So, there is no direct conformity between the socio-political (transition to the state) and ideological (departure from the ideology of kinship) processes and this seemingly clear fact should be acknowledged and given due attention by researchers.
Conclusion
It is true that ‘… classification has been a major focus of research ever since politics was separated out as a subsystem worthy of specific attention’ (Lewellen 1992: 21). However, nowadays many social scientists would hesitate to agree that there is any use of compiling evolutionary typological schemes and discussing where the borderline between one type and another runs. Indeed, for example, our labeling the pre-late 18th century Hawai'i as complex chiefdom or state does not either expand the compendium of evidence on this society at our disposal or increase our possibilities to study it, if we do not think that all societies of the same type must have the same list of characteristic features (as that was postulated, no doubt wrongly, by Tylor and others in the 19th century). The fair dissatisfaction with the ‘classical’ unilineal typological schemes like ‘from band to state’ (Service 1971/1962) or ‘from egalitarian organization to state society’ (Fried 1967) growing especially rapidly from the second half of the 1980s (see, e.g., Korotayev et al. 2000; Guidi 2002), has resulted not only in a new turn of rejection of the idea of evolution altogether (see Trigger 2003: 40–42). Within evolutionism this dissatisfaction has led to the theoretically prospective shift of researchers' emphasis from societies as isolated entities to them as elements of wider cultural networks, and in connection with it, from metaphysical evolutionary types-stages to dynamic transformation processes. The respective (yet not the only) reason for general discontent with the recently dominant theoretical paradigm was comprehensively resumed by Wenke:
The important point here is that simple categories such as ‘bands’, ‘tribes’, ‘chiefdoms’, and ‘states’ are static descriptive types that are not of much use in analyzing the origins and functions of the phenomena these labels loosely describe (1999: 344).
However, in my opinion, the key-point here is not that there are no social types or that in fact there are much more of them than four. The crucial point is that they cannot be arranged on the ‘stairs’ of one ‘ladder’, and that purely typological thinking, especially in the unilineal style prevents from giving full consideration to those changes which crucially transform a society but do not pull it up to the next stair of the notorious types ladder. Thus, I do believe that Carneiro is essentially right when he argues that the dichotomy ‘process versus stages’ is ‘false’: Both are important (Carneiro 2000; 2003: 155–156; see also Lewellen 1992: 44; Wason 1995: 25). The Early State concept proves this argument convincingly as it combines typologization of societies with an explanation of the processes that drive (or do not drive) this or that of them to the state. Just due to the framework of this concept I may also hope to some usefulness of the above presented discussion for those colleagues who look at the archaic societies from within it or even from within another one, similar to the Early State concept in this sense.
NOTES
1 For discussions on the interrelation between the phenomena of state and society, see, e.g.: van der Vliet 2005: 122–123; Bondarenko 2006: 68–69; Grinin 2007a: 28–30.
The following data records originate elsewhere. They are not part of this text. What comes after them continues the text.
//! Completion alarm — synthesized swept-tone playback via `rodio`.
//!
//! [`SirenTone`] generates the alarm signal sample-by-sample: a sine whose
//! frequency ramps exponentially 440 → 880 Hz over the first half of the
//! tone and back to 440 Hz over the second half, with the gain decaying
//! exponentially from the configured volume to near-silence.  The envelope
//! shape is part of the product's audible identity, so the ramp math mirrors
//! per-segment exponential interpolation exactly.
//!
//! [`AlarmSink::play`] hands the tone to a detached playback thread.  When no
//! output device exists the thread bails out silently — a missing speaker
//! must never stall the timer or the history log.

use std::sync::Arc;
use std::time::Duration;

use rodio::source::Source;
use rodio::{OutputStream, Sink};

use crate::config::AlarmConfig;

/// Gain value the decay converges to; effectively inaudible.
const END_GAIN: f32 = 0.01;

/// Output sample rate for the synthesized tone, in Hz.
const TONE_SAMPLE_RATE: u32 = 44_100;

// ---------------------------------------------------------------------------
// SirenTone
// ---------------------------------------------------------------------------

/// Mono swept-tone source for `rodio`.
///
/// # Example
///
/// ```rust
/// use voice_stopwatch::audio::SirenTone;
/// use voice_stopwatch::config::AlarmConfig;
///
/// let tone = SirenTone::new(&AlarmConfig::default());
/// // 2 s at 44.1 kHz
/// assert_eq!(tone.count(), 88_200);
/// ```
#[derive(Debug, Clone)]
pub struct SirenTone {
    duration_secs: f32,
    volume: f32,
    start_hz: f32,
    peak_hz: f32,
    total_samples: usize,
    pos: usize,
    /// Accumulated oscillator phase in radians.
    phase: f32,
}

impl SirenTone {
    /// Build a tone from the alarm settings.
    pub fn new(config: &AlarmConfig) -> Self {
        let total_samples = (config.duration_secs.max(0.0) * TONE_SAMPLE_RATE as f32) as usize;
        Self {
            duration_secs: config.duration_secs,
            volume: config.volume,
            start_hz: config.start_hz,
            peak_hz: config.peak_hz,
            total_samples,
            pos: 0,
            phase: 0.0,
        }
    }

    /// Instantaneous frequency at `t` seconds into the tone.
    ///
    /// Exponential ramp up to `peak_hz` at the midpoint, then exponentially
    /// back down to `start_hz` at the end.
    pub fn frequency_at(&self, t: f32) -> f32 {
        let half = self.duration_secs / 2.0;
        if half <= 0.0 {
            return self.start_hz;
        }
        if t < half {
            let ratio = self.peak_hz / self.start_hz;
            self.start_hz * ratio.powf(t / half)
        } else {
            let ratio = self.start_hz / self.peak_hz;
            self.peak_hz * ratio.powf((t - half) / half)
        }
    }

    /// Instantaneous gain at `t` seconds into the tone.
    ///
    /// Exponential decay from the configured volume to [`END_GAIN`] over the
    /// full duration.
    pub fn gain_at(&self, t: f32) -> f32 {
        if self.volume <= 0.0 || self.duration_secs <= 0.0 {
            return 0.0;
        }
        let ratio = END_GAIN / self.volume;
        self.volume * ratio.powf(t / self.duration_secs)
    }
}

impl Iterator for SirenTone {
    type Item = f32;

    fn next(&mut self) -> Option<f32> {
        if self.pos >= self.total_samples {
            return None;
        }

        let t = self.pos as f32 / TONE_SAMPLE_RATE as f32;
        let freq = self.frequency_at(t);
        self.phase += std::f32::consts::TAU * freq / TONE_SAMPLE_RATE as f32;
        self.pos += 1;

        Some(self.phase.sin() * self.gain_at(t))
    }
}

impl Source for SirenTone {
    fn current_frame_len(&self) -> Option<usize> {
        Some(self.total_samples - self.pos)
    }

    fn channels(&self) -> u16 {
        1
    }

    fn sample_rate(&self) -> u32 {
        TONE_SAMPLE_RATE
    }

    fn total_duration(&self) -> Option<Duration> {
        Some(Duration::from_secs_f32(self.duration_secs.max(0.0)))
    }
}

// ---------------------------------------------------------------------------
// AlarmSink
// ---------------------------------------------------------------------------

/// Something that can sound the completion alarm.
///
/// The runner holds an `Arc<dyn AlarmSink>` so tests can substitute a
/// counting mock for the real audio output.
pub trait AlarmSink: Send + Sync {
    /// Sound the alarm now.  Must not block the caller and must not fail
    /// observably — an unavailable output device is a silent no-op.
    fn play(&self);
}

// ---------------------------------------------------------------------------
// RodioAlarm
// ---------------------------------------------------------------------------

/// [`AlarmSink`] backed by the default `rodio` output device.
pub struct RodioAlarm {
    config: AlarmConfig,
}

impl RodioAlarm {
    /// Create an alarm that synthesizes tones per `config`.
    pub fn new(config: AlarmConfig) -> Self {
        Self { config }
    }
}

impl AlarmSink for RodioAlarm {
    fn play(&self) {
        let tone = SirenTone::new(&self.config);

        // The output stream cannot leave this thread, so the whole playback
        // lifecycle lives on a short-lived detached thread.
        let spawned = std::thread::Builder::new()
            .name("alarm-playback".into())
            .spawn(move || {
                let Ok((_stream, handle)) = OutputStream::try_default() else {
                    log::warn!("alarm: no audio output device, skipping playback");
                    return;
                };
                let Ok(sink) = Sink::try_new(&handle) else {
                    log::warn!("alarm: failed to open output sink, skipping playback");
                    return;
                };

                sink.append(tone);
                sink.sleep_until_end();
            });

        if let Err(e) = spawned {
            log::warn!("alarm: failed to spawn playback thread: {e}");
        }
    }
}

// ---------------------------------------------------------------------------
// AlarmSchedule
// ---------------------------------------------------------------------------

/// Guard for a delayed alarm.  Dropping it before the delay elapses cancels
/// the playback.
pub struct AlarmSchedule {
    handle: tokio::task::JoinHandle<()>,
}

impl AlarmSchedule {
    /// Cancel the pending alarm.  A no-op when it has already fired.
    pub fn cancel(self) {
        self.handle.abort();
    }
}

impl Drop for AlarmSchedule {
    fn drop(&mut self) {
        self.handle.abort();
    }
}

/// Arrange for `sink.play()` to run after `delay`.
///
/// Must be called from within a tokio runtime.  A zero delay plays on the
/// next scheduler turn.
pub fn schedule(sink: Arc<dyn AlarmSink>, delay: Duration) -> AlarmSchedule {
    let handle = tokio::spawn(async move {
        tokio::time::sleep(delay).await;
        sink.play();
    });
    AlarmSchedule { handle }
}

// ---------------------------------------------------------------------------
// Tests
// ---------------------------------------------------------------------------

#[cfg(test)]
mod tests {
    use super::*;
    use std::sync::atomic::{AtomicUsize, Ordering};

    fn tone() -> SirenTone {
        SirenTone::new(&AlarmConfig::default())
    }

    // ---- Frequency envelope ------------------------------------------------

    #[test]
    fn frequency_starts_at_base() {
        assert!((tone().frequency_at(0.0) - 440.0).abs() < 1e-3);
    }

    #[test]
    fn frequency_peaks_at_midpoint() {
        assert!((tone().frequency_at(1.0) - 880.0).abs() < 1e-2);
    }

    #[test]
    fn frequency_returns_to_base_at_end() {
        assert!((tone().frequency_at(2.0) - 440.0).abs() < 1e-2);
    }

    #[test]
    fn frequency_ramp_is_exponential() {
        // A quarter of the way up, an exponential ramp sits at the geometric
        // midpoint of 440 and 880: 440 · √2 ≈ 622.25 Hz.
        let expected = 440.0_f32 * 2.0_f32.sqrt();
        assert!((tone().frequency_at(0.5) - expected).abs() < 0.1);
    }

    // ---- Gain envelope -----------------------------------------------------

    #[test]
    fn gain_starts_at_volume() {
        assert!((tone().gain_at(0.0) - 0.5).abs() < 1e-6);
    }

    #[test]
    fn gain_decays_to_near_silence() {
        assert!((tone().gain_at(2.0) - 0.01).abs() < 1e-4);
    }

    #[test]
    fn gain_decay_is_exponential() {
        // Halfway through, the gain sits at the geometric midpoint of 0.5
        // and 0.01: √(0.5 · 0.01) ≈ 0.0707.
        let expected = (0.5_f32 * 0.01).sqrt();
        assert!((tone().gain_at(1.0) - expected).abs() < 1e-4);
    }

    #[test]
    fn zero_volume_is_silent() {
        let cfg = AlarmConfig {
            volume: 0.0,
            ..AlarmConfig::default()
        };
        let t = SirenTone::new(&cfg);
        assert_eq!(t.gain_at(1.0), 0.0);
    }

    // ---- Source shape ------------------------------------------------------

    #[test]
    fn tone_length_matches_duration() {
        assert_eq!(tone().count(), (2.0 * TONE_SAMPLE_RATE as f32) as usize);
    }

    #[test]
    fn samples_stay_within_gain_envelope() {
        let mut t = tone();
        let mut pos = 0usize;
        let probe = t.clone();
        while let Some(s) = t.next() {
            let at = pos as f32 / TONE_SAMPLE_RATE as f32;
            assert!(
                s.abs() <= probe.gain_at(at) + 1e-6,
                "sample {pos} exceeds envelope: {s}"
            );
            pos += 1;
        }
    }

    #[test]
    fn source_metadata() {
        let t = tone();
        assert_eq!(t.channels(), 1);
        assert_eq!(t.sample_rate(), TONE_SAMPLE_RATE);
        assert_eq!(t.total_duration(), Some(Duration::from_secs(2)));
    }

    #[test]
    fn zero_duration_produces_no_samples() {
        let cfg = AlarmConfig {
            duration_secs: 0.0,
            ..AlarmConfig::default()
        };
        assert_eq!(SirenTone::new(&cfg).count(), 0);
    }

    // ---- Scheduling --------------------------------------------------------

    /// Counts calls to `play` instead of touching a real output device.
    struct CountingSink(AtomicUsize);

    impl AlarmSink for CountingSink {
        fn play(&self) {
            self.0.fetch_add(1, Ordering::SeqCst);
        }
    }

    #[tokio::test]
    async fn scheduled_alarm_fires_after_delay() {
        let sink = Arc::new(CountingSink(AtomicUsize::new(0)));
        let _guard = schedule(sink.clone(), Duration::from_millis(20));

        tokio::time::sleep(Duration::from_millis(100)).await;
        assert_eq!(sink.0.load(Ordering::SeqCst), 1);
    }

    #[tokio::test]
    async fn cancelled_alarm_never_fires() {
        let sink = Arc::new(CountingSink(AtomicUsize::new(0)));
        let guard = schedule(sink.clone(), Duration::from_millis(50));
        guard.cancel();

        tokio::time::sleep(Duration::from_millis(120)).await;
        assert_eq!(sink.0.load(Ordering::SeqCst), 0);
    }

    #[tokio::test]
    async fn dropping_the_guard_cancels() {
        let sink = Arc::new(CountingSink(AtomicUsize::new(0)));
        drop(schedule(sink.clone(), Duration::from_millis(50)));

        tokio::time::sleep(Duration::from_millis(120)).await;
        assert_eq!(sink.0.load(Ordering::SeqCst), 0);
    }
}
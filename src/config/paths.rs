//! Cross-platform application paths using the `dirs` crate.
//!
//! Config dir (settings):
//!   Windows: %APPDATA%\voice-stopwatch\
//!   macOS:   ~/Library/Application Support/voice-stopwatch/
//!   Linux:   ~/.config/voice-stopwatch/

use std::path::PathBuf;

/// Holds all resolved application directory/file paths.
#[derive(Debug, Clone)]
pub struct AppPaths {
    /// Directory for `settings.toml`.
    pub config_dir: PathBuf,
    /// Full path to `settings.toml`.
    pub settings_file: PathBuf,
}

impl AppPaths {
    const APP_NAME: &'static str = "voice-stopwatch";

    /// Resolves all paths using the `dirs` crate.
    ///
    /// Falls back to the current directory if the platform cannot provide a
    /// standard path (should be extremely rare in practice).
    pub fn new() -> Self {
        let config_dir = dirs::config_dir()
            .unwrap_or_else(|| PathBuf::from("."))
            .join(Self::APP_NAME);

        let settings_file = config_dir.join("settings.toml");

        Self {
            config_dir,
            settings_file,
        }
    }
}

impl Default for AppPaths {
    fn default() -> Self {
        Self::new()
    }
}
2 As well as to cultures in comparison with which the state is defined; e.g., Earle postulates unequivocally that ‘… chiefdoms must be understood as political systems’ (1991: 14). However, for Morgan (who is volens nolens a predecessor of all the subsequent theorists and an initial, though by present mostly indirect, source of inspiration for not so few of them) just the point we are concentrating on was of primary importance in comparison with the form of political organization as such (1877).
3 In the Marxist theory the transition from kin to territorial ties has begun to serve as an essential precondition for social classes formation prior to what before the rise of the state was declared impossible, as the state was seen as the political organization predestined for guaranteeing the exploitative class' dominance in society. Particularly, Engels wrote:
As far as the state arose due to the need to keep in check the opposite of classes; as far as at the same time it arose in the very clashes of those classes, according to the general rule it is the state of the most powerful, economically dominant class which with the help of the state becomes the politically dominant class as well, and thus acquires new means for suppression and exploitation of the oppressed class (1985/1884: 198–199).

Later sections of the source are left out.